Kim’s physical conditioning served her well. She ran quickly through the woods and came out into the clearing below the overlook.
She glanced to her left, upward toward the parking lot. Her sight line was blocked by the solid wall of rock between her position and the pavement above.
Another gunshot rang out on her right. She swiveled her head toward the blast.
The entire tableau revealed itself slowly through the fog as she came closer.
The first thing she noticed was the big man going down the far side of the gorge. From this distance, she couldn’t see how he managed what should have been a free fall with a disastrous landing on the rocky bottom.
But he wasn’t tumbling headfirst, which seemed to defy gravity.

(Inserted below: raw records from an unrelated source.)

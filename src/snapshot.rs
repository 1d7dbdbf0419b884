use std::collections::HashMap;

use chrono::{DateTime, Duration, Utc};
use futures::future::join_all;
use sqlx::PgPool;
use tracing::warn;
use uuid::Uuid;

use crate::models::{
    AppointmentRow, AppointmentSnapshot, DailyAnalyticsRow, SalonPerformance, SalonStatEntry,
    SnapshotOptions, Timeframe,
};
use crate::{alerts, db, metrics};

const TOP_SALON_COUNT: usize = 5;

/// Ranks salons by appointment volume in the batch. The first non-null name
/// seen for a salon wins; ties keep first-occurrence order.
pub fn top_salons(rows: &[AppointmentRow]) -> Vec<(Uuid, Option<String>)> {
    let mut order: Vec<Uuid> = Vec::new();
    let mut counts: HashMap<Uuid, (usize, Option<String>)> = HashMap::new();

    for row in rows {
        let Some(salon_id) = row.salon_id else {
            continue;
        };
        let entry = counts.entry(salon_id).or_insert_with(|| {
            order.push(salon_id);
            (0, None)
        });
        entry.0 += 1;
        if entry.1.is_none() {
            entry.1 = row.salon_name.clone();
        }
    }

    let mut ranked: Vec<(Uuid, usize, Option<String>)> = order
        .into_iter()
        .filter_map(|id| counts.remove(&id).map(|(count, name)| (id, count, name)))
        .collect();
    ranked.sort_by(|a, b| b.1.cmp(&a.1));

    ranked
        .into_iter()
        .take(TOP_SALON_COUNT)
        .map(|(id, _, name)| (id, name))
        .collect()
}

/// Joins per-salon stats with salon identity. A salon whose stats call came
/// back empty still appears, zero-filled, with its name preserved.
pub fn merge_salon_performance(entries: Vec<SalonStatEntry>) -> Vec<SalonPerformance> {
    entries
        .into_iter()
        .map(|entry| {
            let stats = entry.stats;
            SalonPerformance {
                salon_id: entry.salon_id,
                salon_name: entry.salon_name,
                total: stats.as_ref().map_or(0, |s| s.total_appointments),
                completed: stats.as_ref().map_or(0, |s| s.completed_appointments),
                cancelled: stats.as_ref().map_or(0, |s| s.cancelled_appointments),
                no_show: stats.as_ref().map_or(0, |s| s.no_show_appointments),
                total_revenue: stats.as_ref().map_or(0.0, |s| s.total_revenue),
                avg_duration: stats.as_ref().map_or(0.0, |s| s.avg_service_duration),
            }
        })
        .collect()
}

/// Pure assembly of one snapshot from already-fetched inputs. Every component
/// that needs a clock gets the same `now`.
pub fn assemble(
    appointment_rows: Vec<AppointmentRow>,
    overview_rows: Vec<AppointmentRow>,
    analytics_rows: Vec<DailyAnalyticsRow>,
    salon_entries: Vec<SalonStatEntry>,
    timeframe: Timeframe,
    now: DateTime<Utc>,
) -> AppointmentSnapshot {
    let totals = metrics::build_status_totals(&appointment_rows, now);
    let performance = metrics::calculate_performance(&totals, &appointment_rows);
    let cancellations = metrics::build_cancellation_patterns(&appointment_rows);
    let trend = metrics::build_trend(&analytics_rows);
    let no_shows = alerts::build_no_show_summary(&appointment_rows);
    let fraud_alerts = alerts::build_fraud_alerts(&appointment_rows);
    let disputes = alerts::build_dispute_candidates(&appointment_rows, now);

    AppointmentSnapshot {
        timeframe,
        totals,
        performance,
        trend,
        cancellations,
        no_shows,
        fraud_alerts,
        disputes,
        salon_performance: merge_salon_performance(salon_entries),
        recent_appointments: overview_rows,
    }
}

pub async fn build_snapshot(pool: &PgPool, options: SnapshotOptions) -> AppointmentSnapshot {
    build_snapshot_at(pool, options, Utc::now()).await
}

/// Fetches the three row feeds concurrently, degrades any individual failure
/// to an empty batch, fans out the top-salon stats calls, and assembles one
/// snapshot. Never fails: a dead store yields an empty snapshot.
pub async fn build_snapshot_at(
    pool: &PgPool,
    options: SnapshotOptions,
    now: DateTime<Utc>,
) -> AppointmentSnapshot {
    let start = now - Duration::days(options.window_in_days.max(1));

    let (appointments, overview, analytics) = tokio::join!(
        db::fetch_appointments(pool, start, now, options.appointment_limit),
        db::fetch_recent_overview(pool, options.recent_limit),
        db::fetch_daily_analytics(pool, start.date_naive(), options.window_in_days),
    );

    let appointment_rows = appointments.unwrap_or_else(|err| {
        warn!(error = %err, "appointment fetch failed, assembling without rows");
        Vec::new()
    });
    let overview_rows = overview.unwrap_or_else(|err| {
        warn!(error = %err, "recent overview fetch failed, assembling without rows");
        Vec::new()
    });
    let analytics_rows = analytics.unwrap_or_else(|err| {
        warn!(error = %err, "daily analytics fetch failed, assembling without rows");
        Vec::new()
    });

    let salon_entries = join_all(top_salons(&appointment_rows).into_iter().map(
        |(salon_id, salon_name)| async move {
            let stats = match db::fetch_salon_stats(pool, salon_id, start, now).await {
                Ok(stats) => Some(stats),
                Err(err) => {
                    warn!(salon_id = %salon_id, error = %err, "salon stats fetch failed");
                    None
                }
            };
            SalonStatEntry {
                salon_id,
                salon_name,
                stats,
            }
        },
    ))
    .await;

    assemble(
        appointment_rows,
        overview_rows,
        analytics_rows,
        salon_entries,
        Timeframe { start, end: now },
        now,
    )
}

#[cfg(test)]
mod tests {
    use super::*;
    use crate::models::{AppointmentStatus, SalonStats};
    use crate::testutil::row;
    use chrono::TimeZone;

    fn test_now() -> DateTime<Utc> {
        Utc.with_ymd_and_hms(2026, 3, 10, 12, 0, 0).unwrap()
    }

    #[test]
    fn empty_batches_assemble_into_zeroed_snapshot() {
        let now = test_now();
        let snapshot = assemble(
            Vec::new(),
            Vec::new(),
            Vec::new(),
            Vec::new(),
            Timeframe {
                start: now - Duration::days(30),
                end: now,
            },
            now,
        );

        assert_eq!(snapshot.totals.total, 0);
        assert_eq!(snapshot.performance.completion_rate, 0.0);
        assert!(snapshot.trend.is_empty());
        assert!(snapshot.cancellations.is_empty());
        assert!(snapshot.fraud_alerts.is_empty());
        assert!(snapshot.disputes.is_empty());
        assert!(snapshot.salon_performance.is_empty());
        assert!(snapshot.recent_appointments.is_empty());
    }

    #[test]
    fn top_salons_ranks_by_volume_and_caps_at_five() {
        let mut rows = Vec::new();
        let salons: Vec<Uuid> = (0..7).map(|_| Uuid::new_v4()).collect();
        for (i, salon_id) in salons.iter().enumerate() {
            for _ in 0..(i + 1) {
                let mut value = row(AppointmentStatus::Completed);
                value.salon_id = Some(*salon_id);
                value.salon_name = Some(format!("Salon {i}"));
                rows.push(value);
            }
        }

        let ranked = top_salons(&rows);
        assert_eq!(ranked.len(), 5);
        assert_eq!(ranked[0].0, salons[6]);
        assert_eq!(ranked[0].1.as_deref(), Some("Salon 6"));
        assert_eq!(ranked[4].0, salons[2]);
    }

    #[test]
    fn top_salons_skips_rows_without_salon_and_backfills_names() {
        let salon_id = Uuid::new_v4();
        let mut unnamed = row(AppointmentStatus::Pending);
        unnamed.salon_id = Some(salon_id);
        let mut named = row(AppointmentStatus::Pending);
        named.salon_id = Some(salon_id);
        named.salon_name = Some("Shear Genius".to_string());
        let orphan = row(AppointmentStatus::Pending);

        let ranked = top_salons(&[unnamed, named, orphan]);
        assert_eq!(ranked.len(), 1);
        assert_eq!(ranked[0].1.as_deref(), Some("Shear Genius"));
    }

    #[test]
    fn merge_defaults_missing_stats_to_zero() {
        let with_stats = SalonStatEntry {
            salon_id: Uuid::new_v4(),
            salon_name: Some("Polished".to_string()),
            stats: Some(SalonStats {
                total_appointments: 40,
                completed_appointments: 30,
                cancelled_appointments: 6,
                no_show_appointments: 4,
                total_revenue: 2_400.0,
                avg_service_duration: 52.5,
            }),
        };
        let without_stats = SalonStatEntry {
            salon_id: Uuid::new_v4(),
            salon_name: Some("Clipped".to_string()),
            stats: None,
        };

        let merged = merge_salon_performance(vec![with_stats, without_stats]);
        assert_eq!(merged.len(), 2);
        assert_eq!(merged[0].total, 40);
        assert!((merged[0].avg_duration - 52.5).abs() < f64::EPSILON);
        assert_eq!(merged[1].total, 0);
        assert_eq!(merged[1].total_revenue, 0.0);
        assert_eq!(merged[1].salon_name.as_deref(), Some("Clipped"));
    }

    #[test]
    fn identical_input_assembles_identical_metrics() {
        let now = test_now();
        let mut rows = Vec::new();
        let customer = Uuid::new_v4();
        for i in 0..4 {
            let mut value = row(AppointmentStatus::Cancelled);
            value.customer_id = Some(customer);
            value.start_time = Some(now - Duration::days(i));
            value.total_price = Some(300.0);
            rows.push(value);
        }

        let timeframe = Timeframe {
            start: now - Duration::days(30),
            end: now,
        };
        let first = assemble(
            rows.clone(),
            Vec::new(),
            Vec::new(),
            Vec::new(),
            timeframe.clone(),
            now,
        );
        let second = assemble(rows, Vec::new(), Vec::new(), Vec::new(), timeframe, now);

        assert_eq!(first.totals, second.totals);
        let first_ids: Vec<&str> = first.fraud_alerts.iter().map(|a| a.id.as_str()).collect();
        let second_ids: Vec<&str> = second.fraud_alerts.iter().map(|a| a.id.as_str()).collect();
        assert_eq!(first_ids, second_ids);
    }
}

The other odd thing was the drone. It wasn’t invisible at all. She could see it plainly flying over the open gorge.
But the drone was in trouble. It dipped and rose in the wind more like a kite than a remotely controlled plane.
The man with a tablet near the overlook, furiously attempting to get the drone under control, must be Liam Stuart.
The other man, the one with the gun in his hand, was much too close to the edge of the gorge. He was running toward Stuart, holding the weapon with the kind of hard-won expertise that suggested both training and experience.
He stumbled a couple of times along the way. Once he tripped and fell and scrambled to his feet again.
The next gunshot came from the overlook. Kim looked up to see a man with a gun at the railing. He was aiming toward the huge man running down the gorge on the east side.
The overlook gunman wasn’t watching his six and he seemed to have no backup.
A luxury sedan came up behind him, moving at least two tons of weight much too fast.